-------- DATASET RECORDS

//! Puts an animated overlay on every face in a photo.
//!
//! Face boxes from a detection service are turned into pixel placements
//! ([`overlay::domain::placement`]), then into compositor commands
//! ([`overlay::domain::composite_command`]), composited in one pass and
//! published. [`pipeline::tomify_upload_use_case::TomifyUploadUseCase`]
//! drives one request end to end.

pub mod detection;
pub mod overlay;
pub mod pipeline;
pub mod publish;
pub mod shared;
pub mod face_detector;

----------------

◆ TASK GOAL: Each line holding the string "pipeline" counts once. Work out the number of such lines in the data and give only that.

◆ YOUR RESPONSE: 2